Comme le soulignent les auteurs de l'article, les puzzles linéaires homomorphes à verrouillage temporel sont particulièrement adaptés au vote privé : les votes peuvent être encodés sous forme de puzzles, et ils peuvent être combinés de manière homomorphe pour obtenir des puzzles codant les statistiques finales. Cela signifie qu'un seul calcul est nécessaire pour révéler le décompte final, plutôt que de résoudre un puzzle unique pour chaque vote.
#### Nouveau système : efficacité et compromis
Pour un système de vote qui peut être pratiquement appliqué en chaîne, plusieurs facteurs doivent être pris en compte. Premièrement, un attaquant pourrait tenter de manipuler les résultats du vote en soumettant des bulletins de vote mal codés. Par exemple, nous pourrions nous attendre à ce que le puzzle timelock de chaque scrutin code une valeur booléenne : "1" pour la résolution votée et "0" pour contre. Un ardent partisan pourrait essayer d'utiliser un code comme "100" pour augmenter son pouvoir de vote effectif.
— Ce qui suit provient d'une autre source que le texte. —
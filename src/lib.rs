//! Tiger Sync: realtime synchronization and caching layer for Tiger CRM.
//!
//! ARCHITECTURE
//! ============
//! Everything here is client-side glue between a hosted backend (row queries,
//! change streams, presence channels, serverless functions) and view state.
//! The backend is reached only through the [`backend::Backend`] trait so the
//! same stores run against the hosted service or the in-process
//! [`backend::memory::MemoryBackend`].
//!
//! Components, leaf first:
//! - [`translation`]: memoized detect + translate with in-flight dedup.
//! - [`presence`]: channel roster with visibility-gated heartbeats.
//! - [`telemetry`]: per-drone snapshot merge and connectivity inference.
//! - [`recovery`]: bounded retry around a caller-supplied recovery action.
//! - [`rate_limit`]: sliding-window limiter for admin auth attempts.
//! - [`resource`]: fetch + subscribe + reconcile stores for CRM tables.
//!
//! View state is published through `tokio::sync::watch` channels; consumers
//! await `changed()` and re-read instead of polling.

pub mod backend;
pub mod config;
pub mod error;
pub mod functions;
pub mod notice;
pub mod presence;
pub mod rate_limit;
pub mod recovery;
pub mod resource;
pub mod telemetry;
pub mod translation;

pub use config::SyncConfig;
pub use error::ErrorCode;
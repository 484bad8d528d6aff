//! Translation cache with in-flight dedup.
//!
//! DESIGN
//! ======
//! Memoizes detect-language + translate results per
//! `(trimmed text, source or "auto", target)`. The check for a cached entry,
//! the check for an in-flight request, and marking the key in flight happen
//! under one mutex, so two concurrent callers for the same key issue at most
//! one upstream request. The caller that loses the race gets a pending state
//! back and learns about completion through [`TranslationCache::updates`].
//!
//! The cache is bounded: entries expire after a TTL and the least recently
//! used entry is evicted when full.
//!
//! ERROR HANDLING
//! ==============
//! Upstream failures degrade to the original text with
//! `needs_translation = true`, so a failed lookup is never mistaken for text
//! that was already in the target language. Failures are not cached; the
//! next call retries.

use std::collections::HashSet;
use std::sync::{Arc, Mutex, PoisonError};
use std::time::Duration;

use indexmap::IndexMap;
use tokio::sync::broadcast;
use tokio::time::Instant;
use tracing::{debug, warn};

use crate::functions::FunctionError;

/// Source language sentinel when the caller does not know it.
pub const AUTO_LANGUAGE: &str = "auto";

pub const DEFAULT_CACHE_CAPACITY: usize = 1000;
pub const DEFAULT_CACHE_TTL_SECS: u64 = 3600;
const UPDATE_CAPACITY: usize = 256;

// =============================================================================
// TRANSLATOR
// =============================================================================

/// Upstream language services.
#[async_trait::async_trait]
pub trait Translator: Send + Sync {
    /// Detect the language of `text`, returning a tag such as `"pt"`.
    async fn detect_language(&self, text: &str) -> Result<String, FunctionError>;

    async fn translate(&self, text: &str, target: &str) -> Result<String, FunctionError>;
}

// =============================================================================
// TYPES
// =============================================================================

#[derive(Debug, Clone, Copy, PartialEq, Eq)]
pub struct TranslationCacheConfig {
    pub capacity: usize,
    pub ttl: Duration,
}

impl Default for TranslationCacheConfig {
    fn default() -> Self {
        Self { capacity: DEFAULT_CACHE_CAPACITY, ttl: Duration::from_secs(DEFAULT_CACHE_TTL_SECS) }
    }
}

#[derive(Debug, Clone, PartialEq, Eq, Hash)]
pub struct CacheKey {
    pub text: String,
    pub source: String,
    pub target: String,
}

impl CacheKey {
    #[must_use]
    pub fn new(text: &str, source: Option<&str>, target: &str) -> Self {
        Self {
            text: text.trim().to_owned(),
            source: source.unwrap_or(AUTO_LANGUAGE).to_owned(),
            target: target.to_owned(),
        }
    }
}

#[derive(Debug, Clone, Default, PartialEq, Eq)]
pub struct TranslationState {
    pub translated_text: String,
    pub is_translating: bool,
    pub detected_language: Option<String>,
    pub needs_translation: bool,
}

impl TranslationState {
    fn pending(text: &str) -> Self {
        Self { translated_text: text.to_owned(), is_translating: true, detected_language: None, needs_translation: false }
    }

    fn untranslated(text: &str, detected: Option<String>) -> Self {
        Self { translated_text: text.to_owned(), is_translating: false, detected_language: detected, needs_translation: true }
    }

    /// Entries are keyed on trimmed text; a same-language result echoes the
    /// caller's text exactly as given.
    fn for_caller(mut self, text: &str) -> Self {
        if !self.needs_translation {
            text.clone_into(&mut self.translated_text);
        }
        self
    }
}

struct CacheEntry {
    state: TranslationState,
    inserted: Instant,
}

#[derive(Default)]
struct CacheInner {
    /// Insertion order doubles as recency order: front is least recent.
    entries: IndexMap<CacheKey, CacheEntry>,
    in_flight: HashSet<CacheKey>,
}

/// Removes the in-flight marker when the request ends, including when the
/// requesting future is dropped.
struct InFlight<'a> {
    inner: &'a Mutex<CacheInner>,
    key: &'a CacheKey,
}

impl Drop for InFlight<'_> {
    fn drop(&mut self) {
        self.inner
            .lock()
            .unwrap_or_else(PoisonError::into_inner)
            .in_flight
            .remove(self.key);
    }
}

// =============================================================================
// CACHE
// =============================================================================

/// Process-wide translation cache. Clones share state.
#[derive(Clone)]
pub struct TranslationCache {
    translator: Arc<dyn Translator>,
    config: TranslationCacheConfig,
    inner: Arc<Mutex<CacheInner>>,
    updates: broadcast::Sender<CacheKey>,
}

impl TranslationCache {
    #[must_use]
    pub fn new(translator: Arc<dyn Translator>, config: TranslationCacheConfig) -> Self {
        let (updates, _) = broadcast::channel(UPDATE_CAPACITY);
        Self { translator, config, inner: Arc::new(Mutex::new(CacheInner::default())), updates }
    }

    /// Translation of `text` into `target`, from cache when possible.
    pub async fn get_translation(&self, text: &str, source: Option<&str>, target: &str) -> TranslationState {
        let trimmed = text.trim();
        if trimmed.is_empty() {
            return TranslationState::default();
        }
        let key = CacheKey::new(trimmed, source, target);

        // PHASE: CHECK, THEN MARK
        {
            let mut inner = self.lock();
            if let Some(state) = lookup(&mut inner, &key, self.config.ttl) {
                return state.for_caller(text);
            }
            if inner.in_flight.contains(&key) {
                debug!(target_lang = %key.target, "translation: request already in flight");
                return TranslationState::pending(text);
            }
            inner.in_flight.insert(key.clone());
        }

        // PHASE: ACT
        // EDGE: the result is stored before the marker drops, so no caller
        // can observe "neither cached nor in flight" for a finished request.
        let state = {
            let _marker = InFlight { inner: &self.inner, key: &key };
            match resolve(self.translator.as_ref(), trimmed, source, target).await {
                Ok(state) => {
                    store(&mut self.lock(), key.clone(), state.clone(), self.config);
                    state.for_caller(text)
                }
                Err(e) => {
                    warn!(error = %e, target_lang = %target, "translation failed; showing original text");
                    TranslationState::untranslated(text, source.map(str::to_owned))
                }
            }
        };
        let _ = self.updates.send(key);
        state
    }

    /// Cached state without touching the network.
    #[must_use]
    pub fn cached(&self, text: &str, source: Option<&str>, target: &str) -> Option<TranslationState> {
        let key = CacheKey::new(text, source, target);
        lookup(&mut self.lock(), &key, self.config.ttl).map(|state| state.for_caller(text))
    }

    #[must_use]
    pub fn is_in_flight(&self, key: &CacheKey) -> bool {
        self.lock().in_flight.contains(key)
    }

    /// Keys whose request just finished (successfully or not).
    #[must_use]
    pub fn updates(&self) -> broadcast::Receiver<CacheKey> {
        self.updates.subscribe()
    }

    pub fn invalidate(&self, key: &CacheKey) -> bool {
        self.lock().entries.shift_remove(key).is_some()
    }

    pub fn clear(&self) {
        self.lock().entries.clear();
    }

    #[must_use]
    pub fn len(&self) -> usize {
        self.lock().entries.len()
    }

    #[must_use]
    pub fn is_empty(&self) -> bool {
        self.len() == 0
    }

    fn lock(&self) -> std::sync::MutexGuard<'_, CacheInner> {
        self.inner.lock().unwrap_or_else(PoisonError::into_inner)
    }
}

// =============================================================================
// HELPERS
// =============================================================================

async fn resolve(
    translator: &dyn Translator,
    text: &str,
    source: Option<&str>,
    target: &str,
) -> Result<TranslationState, FunctionError> {
    let detected = match source {
        Some(lang) => lang.to_owned(),
        None => translator.detect_language(text).await?,
    };
    if same_language(&detected, target) {
        return Ok(TranslationState {
            translated_text: text.to_owned(),
            is_translating: false,
            detected_language: Some(detected),
            needs_translation: false,
        });
    }
    let translated = translator.translate(text, target).await?;
    Ok(TranslationState {
        translated_text: translated,
        is_translating: false,
        detected_language: Some(detected),
        needs_translation: true,
    })
}

/// Compare primary subtags: `pt-BR` and `pt` are the same language.
fn same_language(a: &str, b: &str) -> bool {
    primary_subtag(a).eq_ignore_ascii_case(primary_subtag(b))
}

fn primary_subtag(tag: &str) -> &str {
    tag.split(['-', '_']).next().unwrap_or(tag)
}

/// Hit refreshes recency; an expired entry is dropped and reported as a miss.
fn lookup(inner: &mut CacheInner, key: &CacheKey, ttl: Duration) -> Option<TranslationState> {
    let (_, stored_key, entry) = inner.entries.shift_remove_full(key)?;
    if entry.inserted.elapsed() >= ttl {
        return None;
    }
    let state = entry.state.clone();
    inner.entries.insert(stored_key, entry);
    Some(state)
}

fn store(inner: &mut CacheInner, key: CacheKey, state: TranslationState, config: TranslationCacheConfig) {
    let capacity = config.capacity.max(1);
    inner.entries.shift_remove(&key);
    if inner.entries.len() >= capacity {
        inner
            .entries
            .retain(|_, entry| entry.inserted.elapsed() < config.ttl);
    }
    while inner.entries.len() >= capacity {
        inner.entries.shift_remove_index(0);
    }
    inner.entries.insert(key, CacheEntry { state, inserted: Instant::now() });
}

#[cfg(test)]
#[path = "translation_test.rs"]
mod tests;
Nous pouvons empêcher cette attaque en exigeant que les électeurs soumettent une preuve de connaissance zéro en plus de soumettre le bulletin de vote lui-même. Cependant, les preuves à connaissance nulle peuvent être coûteuses en calcul - pour maintenir le coût de la participation des électeurs aussi bas que possible, les preuves doivent être (1) calculées efficacement côté client et (2) vérifiées efficacement sur la chaîne.
Pour rendre la preuve aussi efficace que possible, nous utilisons un protocole sigma personnalisé. Il s'agit d'une preuve à connaissance nulle conçue pour des relations algébriques spécifiques, et non d'un système de preuve général. Cela accélère considérablement les temps de preuve : sur un ordinateur portable standard, il ne faut que 14 millisecondes pour générer une preuve de validité de bulletin en Python.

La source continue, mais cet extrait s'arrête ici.